Partners Spread The Wealth

Towards the end of our discussion, Littlejohns makes a comment echoing a main point that Wood of Pfizer made in our first article, regarding how these technology acquisitions often come about.

“In many cases,” Littlejohns says, “it all comes into focus because you start and then continue to work closely with partners. If you recall the Redwood deal [in which Catalent acquired a biotech for its platform technology in ADCs], we had already been working with them for around two years. Understanding the real potential of their platform, and really understanding their “DNA” as a company, grew through the relationship.
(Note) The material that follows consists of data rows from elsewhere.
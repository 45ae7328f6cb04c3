//! Account store collaborator.
//!
//! Accounts are keyed records in a single JSON file. The relay never touches
//! this store at runtime; it is the interface the login and save endpoints
//! sit on.

use serde::{Deserialize, Serialize};
use serde_json::{json, Map, Value};
use std::collections::BTreeMap;
use std::fs;
use std::io;
use std::path::{Path, PathBuf};
use thiserror::Error;

#[derive(Debug, Error)]
pub enum AccountError {
    #[error("missing username or password")]
    MissingCredentials,
    #[error("username `{0}` already exists")]
    AlreadyExists(String),
    #[error("account `{0}` not found")]
    NotFound(String),
    #[error("incorrect password")]
    WrongPassword,
    #[error("account file I/O failed: {0}")]
    Io(#[from] io::Error),
    #[error("account file is not valid JSON: {0}")]
    Serde(#[from] serde_json::Error),
}

#[derive(Debug, Clone, PartialEq, Serialize, Deserialize)]
pub struct Account {
    pub password: String,
    #[serde(default)]
    pub color: String,
    #[serde(default, skip_serializing_if = "Option::is_none")]
    pub title: Option<String>,
    #[serde(default)]
    pub data: Map<String, Value>,
}

#[derive(Debug, Clone, PartialEq, Eq)]
pub struct LoginInfo {
    pub color: String,
    pub title: String,
}

/// Progress every new account starts with.
pub fn starting_data() -> Map<String, Value> {
    let value = json!({
        "level": 1,
        "xp": 0,
        "coins": 100,
        "class": "",
        "weapon": null,
        "totalEnemiesKilled": 0,
        "totalCoinsCollected": 0,
        "totalExpEarned": 0
    });
    match value {
        Value::Object(map) => map,
        _ => Map::new(),
    }
}

pub trait AccountStore {
    fn create(&self, username: &str, password: &str, color: &str) -> Result<(), AccountError>;
    fn login(&self, username: &str, password: &str) -> Result<LoginInfo, AccountError>;
    /// Shallow-merges `patch` into the saved progress.
    fn save_data(&self, username: &str, patch: Map<String, Value>) -> Result<(), AccountError>;
    /// Saved progress plus the account's color and title.
    fn load_data(&self, username: &str) -> Result<Map<String, Value>, AccountError>;
    fn set_class(&self, username: &str, class: &str) -> Result<(), AccountError>;
}

pub struct FileAccountStore {
    path: PathBuf,
}

type Accounts = BTreeMap<String, Account>;

impl FileAccountStore {
    pub fn new(path: impl AsRef<Path>) -> Self {
        Self {
            path: path.as_ref().to_path_buf(),
        }
    }

    fn read(&self) -> Result<Accounts, AccountError> {
        match fs::read_to_string(&self.path) {
            Ok(text) => Ok(serde_json::from_str(&text)?),
            Err(e) if e.kind() == io::ErrorKind::NotFound => Ok(Accounts::new()),
            Err(e) => Err(e.into()),
        }
    }

    fn write(&self, accounts: &Accounts) -> Result<(), AccountError> {
        fs::write(&self.path, serde_json::to_string_pretty(accounts)?)?;
        Ok(())
    }

    fn update<F>(&self, username: &str, f: F) -> Result<(), AccountError>
    where
        F: FnOnce(&mut Account),
    {
        let mut accounts = self.read()?;
        let account = accounts
            .get_mut(username)
            .ok_or_else(|| AccountError::NotFound(username.to_string()))?;
        f(account);
        self.write(&accounts)
    }
}

impl AccountStore for FileAccountStore {
    fn create(&self, username: &str, password: &str, color: &str) -> Result<(), AccountError> {
        if username.is_empty() || password.is_empty() {
            return Err(AccountError::MissingCredentials);
        }
        let mut accounts = self.read()?;
        if accounts.contains_key(username) {
            return Err(AccountError::AlreadyExists(username.to_string()));
        }
        accounts.insert(
            username.to_string(),
            Account {
                password: password.to_string(),
                color: color.to_string(),
                title: None,
                data: starting_data(),
            },
        );
        self.write(&accounts)
    }

    fn login(&self, username: &str, password: &str) -> Result<LoginInfo, AccountError> {
        let accounts = self.read()?;
        let account = accounts
            .get(username)
            .ok_or_else(|| AccountError::NotFound(username.to_string()))?;
        if account.password != password {
            return Err(AccountError::WrongPassword);
        }
        Ok(LoginInfo {
            color: account.color.clone(),
            title: account.title.clone().unwrap_or_default(),
        })
    }

    fn save_data(&self, username: &str, patch: Map<String, Value>) -> Result<(), AccountError> {
        self.update(username, |account| account.data.extend(patch))
    }

    fn load_data(&self, username: &str) -> Result<Map<String, Value>, AccountError> {
        let accounts = self.read()?;
        let account = accounts
            .get(username)
            .ok_or_else(|| AccountError::NotFound(username.to_string()))?;
        let mut record = account.data.clone();
        record.insert("color".into(), Value::from(account.color.clone()));
        record.insert(
            "title".into(),
            Value::from(account.title.clone().unwrap_or_default()),
        );
        Ok(record)
    }

    fn set_class(&self, username: &str, class: &str) -> Result<(), AccountError> {
        self.update(username, |account| {
            account.data.insert("class".into(), Value::from(class));
        })
    }
}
You can say the same thing of our relationship with Pharmatek.”

“Perhaps different from Pharma at times,” concludes Littlejohns, “is that when a CMO acquires another development organization, we really do focus on the “DNA” of that company, and on its people. We keep those people with us. Important is whether there’s a workforce of smart people to progress that technology or service with us. Typically, we don’t move people around; we tend to grow where they are. We don’t want to lose that brain trust.”

Keep the acquired, innovative brain trust intact, but more widely (than Pharma) spread the innovation throughout the industry: It does sound like the CMOs are onto a model for a better circulation of advanced technologies through drug development supply chains.

At the same time, we have to be concerned that “Big CMOs” start to get too big, and begin to emulate another, less positive trait of Pharma we’ve seen at times: rising bureaucracy and a resultant lack of innovation. We’ll be watching where this carries the outsourcing industry throughout 2017.